Amastha, ex-prefeito de Palmas e uma das principais lideranças políticas da capital, deixa o posto que ocupava desde 2019. A mudança chama atenção não apenas pela troca de nomes, mas pelo simbolismo político: Cesinha comandou o Executivo de um dos menores municípios do Estado, enquanto Amastha esteve à frente da maior cidade tocantinense. Ainda assim, o novo presidente do PSB afirma que a transição foi construída de forma consensual, em diálogo com o próprio Amastha e com o presidente nacional da legenda, o prefeito do Recife João Campos.
A formalização do novo comando ocorrerá no próximo dia 28, durante a primeira reunião da nova executiva estadual, marcada para o escritório do partido em Palmas, quando também será realizada a transição administrativa da presidência.
Do ponto de vista estratégico, a mudança tem impacto direto na formação de alianças. Com Cesinha à frente do PSB, a sigla passa a integrar oficialmente o grupo político liderado pelos Abreus, que já controla o PSD e o PDT no Estado. O movimento consolida um bloco partidário robusto e amplia a base de sustentação do projeto que tem o vice-governador Laurez Moreira como provável cabeça de chapa na disputa pelo Palácio Araguaia.
No mesmo arranjo, Irajá Abreu desponta como candidato à reeleição ao Senado, enquanto o PSB tende a atuar como força auxiliar na construção da chapa majoritária e na ampliação da bancada proporcional. Nesse contexto, Cesinha é apontado como potencial candidato a uma das vagas na Assembleia Legislativa.

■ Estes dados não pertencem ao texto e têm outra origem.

//! Cast command implementation.

use std::time::Duration;

use tokio::sync::broadcast::{self, error::RecvError};
use tokio::time::timeout;
use tracing::{debug, info, warn};
use tvlink_core::session::CLOSE_GRACE;
use tvlink_core::{MediaDispatcher, SessionEvent, SessionManager, SessionState};

use super::{spinner, target_device, Context};
use crate::cli::CastArgs;
use crate::error::CliError;
use crate::output::get_formatter;

/// Slack on top of the connect timeout before giving up on the session.
const WAIT_MARGIN: Duration = Duration::from_secs(1);

/// Run the cast command
pub async fn run_cast(args: CastArgs, ctx: Context) -> Result<(), CliError> {
    let device = target_device(&args.address)?;
    let reference = args
        .reference
        .unwrap_or_else(|| ctx.config.media.default_reference.clone());
    let formatter = get_formatter(ctx.json);

    let session = SessionManager::with_socketio(&ctx.config.session);
    let dispatcher = MediaDispatcher::new(session.clone());
    let mut events = session.subscribe();

    let pb = spinner(format!("Connecting to {}...", device.address), ctx.json);
    session.connect(device);

    let wait = ctx.config.session.connect_timeout() + WAIT_MARGIN;
    let outcome = timeout(wait, wait_for_outcome(&mut events)).await;
    pb.finish_and_clear();

    match outcome {
        Err(_) => {
            session.close();
            return Err(CliError::Timeout(format!(
                "no answer from {} within {}ms",
                args.address,
                wait.as_millis()
            )));
        }
        Ok(SessionState::Connected) => {}
        Ok(SessionState::Failed(reason)) => return Err(CliError::SessionFailed(reason)),
        Ok(other) => {
            return Err(CliError::SessionFailed(format!("session ended ({})", other)));
        }
    }

    let result = dispatcher.dispatch(&reference);

    // Flushes the queued event before the runtime shuts down.
    if timeout(CLOSE_GRACE + WAIT_MARGIN, session.shutdown())
        .await
        .is_err()
    {
        warn!(address = %args.address, "control channel did not close in time");
    }
    let request = result?;

    info!(address = %args.address, reference = %request.reference, "cast sent");
    println!("{}", formatter.format_dispatch(&args.address, &request));
    Ok(())
}

/// Wait until the attempt is `Connected` or has ended.
async fn wait_for_outcome(events: &mut broadcast::Receiver<SessionEvent>) -> SessionState {
    loop {
        match events.recv().await {
            Ok(event) => {
                debug!(state = %event.state, "session event");
                if event.state.is_connected() || event.state.is_terminal() {
                    return event.state;
                }
            }
            Err(RecvError::Lagged(_)) => continue,
            Err(RecvError::Closed) => return SessionState::Disconnected,
        }
    }
}

#[cfg(test)]
mod tests {
    use super::*;
    use tvlink_core::error::DispatchError;

    fn event(state: SessionState) -> SessionEvent {
        SessionEvent {
            attempt: 1,
            address: "192.168.1.2".to_string(),
            state,
        }
    }

    #[tokio::test]
    async fn test_wait_stops_at_connected() {
        let (tx, mut rx) = broadcast::channel(8);
        tx.send(event(SessionState::Connecting)).unwrap();
        tx.send(event(SessionState::Connected)).unwrap();

        assert_eq!(wait_for_outcome(&mut rx).await, SessionState::Connected);
    }

    #[tokio::test]
    async fn test_wait_stops_at_failure() {
        let (tx, mut rx) = broadcast::channel(8);
        tx.send(event(SessionState::Connecting)).unwrap();
        tx.send(event(SessionState::Failed("refused".to_string()))).unwrap();

        assert_eq!(
            wait_for_outcome(&mut rx).await,
            SessionState::Failed("refused".to_string())
        );
    }

    #[tokio::test]
    async fn test_dispatch_before_connect_is_refused() {
        let session = SessionManager::with_socketio(&Default::default());
        let dispatcher = MediaDispatcher::new(session);

        assert!(matches!(
            dispatcher.dispatch("http://x/video.mp4"),
            Err(DispatchError::NotConnected {
                state: SessionState::Idle
            })
        ));
    }
}
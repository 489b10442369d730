//! Control channel seam between the session state machine and a transport.
//!
//! A connector opens a channel without blocking and reports progress as
//! [`ChannelEvent`]s; outbound messages are queued through a [`ChannelSender`].
//! Dropping the [`ChannelCloser`] tears the transport down; `drained`
//! resolves once it is gone.

use tokio::sync::{mpsc, oneshot};

use crate::error::DispatchError;
use crate::protocol::MEDIA_EVENT;
use crate::types::ControlEndpoint;

/// Transport-level notifications, named after the receiver's control events.
#[derive(Debug, Clone, PartialEq, Eq)]
pub enum ChannelEvent {
    /// `connect`: the channel is open.
    Connect,
    /// `disconnect`: an open channel was lost. Carries the reason.
    Disconnect(String),
    /// `connect_error`: the channel could not be opened.
    ConnectError(String),
}

/// A named event with a single string payload.
#[derive(Debug, Clone, PartialEq, Eq)]
pub struct OutboundEvent {
    pub name: String,
    pub payload: String,
}

impl OutboundEvent {
    pub fn media(reference: impl Into<String>) -> Self {
        Self {
            name: MEDIA_EVENT.to_string(),
            payload: reference.into(),
        }
    }
}

#[derive(Debug, Clone)]
pub struct ChannelSender(mpsc::UnboundedSender<OutboundEvent>);

impl ChannelSender {
    pub fn send(&self, event: OutboundEvent) -> Result<(), DispatchError> {
        self.0.send(event).map_err(|_| DispatchError::ChannelClosed)
    }
}

/// Closes the channel when dropped.
pub struct ChannelCloser(Option<Box<dyn FnOnce() + Send>>);

impl ChannelCloser {
    pub fn new(on_close: impl FnOnce() + Send + 'static) -> Self {
        Self(Some(Box::new(on_close)))
    }

    pub fn close(mut self) {
        self.run();
    }

    fn run(&mut self) {
        if let Some(on_close) = self.0.take() {
            on_close();
        }
    }
}

impl Drop for ChannelCloser {
    fn drop(&mut self) {
        self.run();
    }
}

/// The session side of one connection attempt.
pub struct ControlChannel {
    pub events: mpsc::UnboundedReceiver<ChannelEvent>,
    pub sender: ChannelSender,
    pub closer: ChannelCloser,
    /// Resolves (with an error) when the transport drops `done`.
    pub drained: oneshot::Receiver<()>,
}

/// The transport side of one connection attempt.
pub struct TransportEnds {
    pub events: mpsc::UnboundedSender<ChannelEvent>,
    pub outbound: mpsc::UnboundedReceiver<OutboundEvent>,
    /// Dropped once the transport has shut down.
    pub done: oneshot::Sender<()>,
}

impl ControlChannel {
    /// Run `on_close` when the session side tears this channel down.
    pub fn on_close(mut self, on_close: impl FnOnce() + Send + 'static) -> Self {
        self.closer = ChannelCloser::new(on_close);
        self
    }
}

/// Build both ends of a channel.
pub fn channel_pair() -> (ControlChannel, TransportEnds) {
    let (event_tx, event_rx) = mpsc::unbounded_channel();
    let (out_tx, out_rx) = mpsc::unbounded_channel();
    let (done, drained) = oneshot::channel();

    (
        ControlChannel {
            events: event_rx,
            sender: ChannelSender(out_tx),
            closer: ChannelCloser::new(|| {}),
            drained,
        },
        TransportEnds {
            events: event_tx,
            outbound: out_rx,
            done,
        },
    )
}

/// Opens control channels to receivers.
pub trait ControlConnector: Send + Sync + 'static {
    /// Start opening a channel. Must return immediately; the outcome is
    /// reported on the returned channel's events.
    fn open(&self, endpoint: &ControlEndpoint) -> ControlChannel;
}
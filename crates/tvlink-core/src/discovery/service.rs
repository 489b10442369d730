//! Framework-agnostic discovery driver.
//!
//! Pumps a scan session into a [`DeviceRegistry`] as its single writer and
//! prunes on a fixed interval, so stale devices drop out even when nothing
//! is being received.

use std::sync::Arc;
use std::time::Duration;

use tokio::time::{interval, timeout, MissedTickBehavior};
use tracing::info;

use super::{DiscoveryTransport, ScanSession};
use crate::config::RegistryConfig;
use crate::error::DiscoveryError;
use crate::registry::DeviceRegistry;
use crate::types::Device;

pub struct DiscoveryService {
    registry: Arc<DeviceRegistry>,
    max_age: Duration,
    prune_interval: Duration,
}

impl DiscoveryService {
    pub fn new(registry: Arc<DeviceRegistry>, config: &RegistryConfig) -> Self {
        Self {
            registry,
            max_age: config.max_age(),
            prune_interval: config.prune_interval(),
        }
    }

    /// Run until the session ends.
    ///
    /// Cancel by dropping the future; the session (and its socket) is
    /// released when its owner drops it.
    pub async fn run(&self, session: &mut ScanSession) {
        let mut ticker = interval(self.prune_interval);
        ticker.set_missed_tick_behavior(MissedTickBehavior::Delay);

        loop {
            tokio::select! {
                observation = session.next() => match observation {
                    Some(observation) => {
                        self.registry.observe(observation);
                    }
                    None => break,
                },
                _ = ticker.tick() => {
                    self.registry.prune(self.max_age);
                }
            }
        }

        info!(devices = self.registry.len(), "scan session ended");
    }

    /// Scan for `duration` and return what was seen, most recent first.
    pub async fn discover_once(
        transport: &DiscoveryTransport,
        duration: Duration,
    ) -> Result<Vec<Device>, DiscoveryError> {
        let registry = DeviceRegistry::new();
        let mut session = transport.scan().await?;

        let _ = timeout(duration, async {
            while let Some(observation) = session.next().await {
                registry.observe(observation);
            }
        })
        .await;

        session.close().await;
        Ok(registry.list())
    }
}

Já Carlos Amastha, que teve o nome ventilado nos bastidores como possível candidato ao governo do Tocantins, passa a viver um momento de indefinição política. Fora da presidência do PSB e sem anúncio de novos movimentos, seu futuro eleitoral torna-se uma incógnita.
A mudança no PSB, portanto, vai além de uma simples troca de comando: sinaliza realinhamentos, enfraquece projetos isolados e fortalece uma coalizão que busca protagonismo na disputa estadual de 2026.